I can identify with a lot of men I work with, and hopefully, they can kind of see themselves in me and feel like “Man, he cares.” Some days they might fall off and come back later, but there’s always a dad that’s in need. Don’t be scared to use your voice in a positive way; your reputation will precede you. Say what you mean, and work with integrity.
What do you hear from dads about interacting with the healthcare system?
A lot of the fathers I talk to don’t have healthcare. Just like a lot of young dads don’t have life insurance. I see opportunities to ask, “Have you connected with the county? Have you looked into medical assistance?” And it can get complicated because if you miss the monthly premium for MNsure, you can lose it. To keep medical assistance, you have to do things like income statements.
Healthcare is a place where we have a lot of disparities, but healthcare is needed. We need healthcare to bridge the gaps faced by many communities. There are healthcare gaps in minority communities, especially with Black men! It’s so necessary but a lot of dads aren’t even getting yearly physicals. It’s like they don’t want to know about their physical health, or they feel invincible. But there’s high blood pressure, diabetes, heart problems, and all kinds of stuff going on that often is preventable. It’s important to be in tune with your kids — being ready to talk about those emotions is a skill set to build. Children need the nurture and love of a father. Parents and caretakers are their first teachers.

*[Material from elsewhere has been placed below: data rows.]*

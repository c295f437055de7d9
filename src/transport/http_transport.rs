//! HTTP transport trait and the reqwest-backed implementation.

use super::{RawResponse, RequestDescriptor};
use crate::errors::{ConfigurationError, TransportError};
use async_trait::async_trait;
use bytes::Bytes;
use reqwest::Client;
use std::time::Duration;
use tracing::{debug, warn};
use url::Url;

/// Performs the actual HTTP call for one attempt.
///
/// Owned by the vendor client and injected into the executor. Returning
/// `Err` means no usable response was read; any response, whatever its
/// status, is returned as `Ok`. An error status whose body cannot be read
/// comes back with an empty body so it is still classified by status.
#[async_trait]
pub trait HttpTransport: Send + Sync {
    /// Send one request
    async fn send(&self, request: &RequestDescriptor) -> Result<RawResponse, TransportError>;
}

/// Reqwest-based HTTP transport bound to a base URL
#[derive(Debug, Clone)]
pub struct ReqwestTransport {
    client: Client,
    base_url: Url,
}

impl ReqwestTransport {
    /// Create a transport with its own connection pool
    pub fn new(base_url: Url, timeout: Duration) -> Result<Self, ConfigurationError> {
        let client = Client::builder()
            .timeout(timeout)
            .pool_max_idle_per_host(10)
            .tcp_keepalive(Duration::from_secs(60))
            .build()
            .map_err(|e| {
                ConfigurationError::invalid(format!("Failed to create HTTP client: {}", e))
            })?;

        Ok(Self { client, base_url })
    }

    /// Create a transport around an existing client
    pub fn with_client(client: Client, base_url: Url) -> Self {
        Self { client, base_url }
    }

    /// The base URL requests are resolved against
    pub fn base_url(&self) -> &Url {
        &self.base_url
    }

    /// Resolve a request's path and query against the base URL.
    ///
    /// The path is appended to the base path rather than replacing it, so
    /// `https://api.example.com/v2` + `/contacts` yields `/v2/contacts`.
    pub fn build_url(&self, request: &RequestDescriptor) -> Result<Url, TransportError> {
        let base = self.base_url.as_str().trim_end_matches('/');
        let path = request.path.trim_start_matches('/');
        let mut url = Url::parse(&format!("{}/{}", base, path))?;

        if !request.query.is_empty() {
            let mut pairs = url.query_pairs_mut();
            for (name, value) in &request.query {
                pairs.append_pair(name, value);
            }
        }

        Ok(url)
    }
}

#[async_trait]
impl HttpTransport for ReqwestTransport {
    async fn send(&self, request: &RequestDescriptor) -> Result<RawResponse, TransportError> {
        let url = self.build_url(request)?;
        debug!(method = %request.method, url = %url, "Sending request");

        let mut builder = self
            .client
            .request(request.method.clone(), url)
            .headers(request.headers.clone());

        if let Some(body) = &request.body {
            builder = builder.body(body.clone());
        }

        let response = builder.send().await?;
        let status = response.status().as_u16();
        let headers = response.headers().clone();
        let body = match response.bytes().await {
            Ok(body) => body,
            // a truncated success payload must not decode as a default value
            Err(e) if (200..300).contains(&status) => return Err(e.into()),
            Err(e) => {
                warn!(status, error = %e, "Failed to read error body, classifying by status");
                Bytes::new()
            }
        };

        Ok(RawResponse {
            status,
            headers,
            body,
        })
    }
}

Healthcare is a spectrum. Mental, spiritual, emotional, physical — all of this plays a part in adequate healthcare, being a healthy father, and raising healthy children. We gotta connect with dads and let them know it’s OK to be vulnerable, to hug, and to play. They don’t hear this stuff. A lot of people are in survival mode, and getting to the next step requires a network, resources, and support. Dads need to feel that support.
On the subject of healthcare, what’s one message you want to send to all the dads out there reading this?
I tell men a lot of the time we suffer in silence. We suffer in silence. We won’t tell people that we’re hurting emotionally, mentally, or physically. Many times, we’ll just self-medicate to cover up the symptoms or withdraw. Too often men just keep going until it’s too late. We need to let men know that it’s okay to ask for help and figure out what’s going on with them.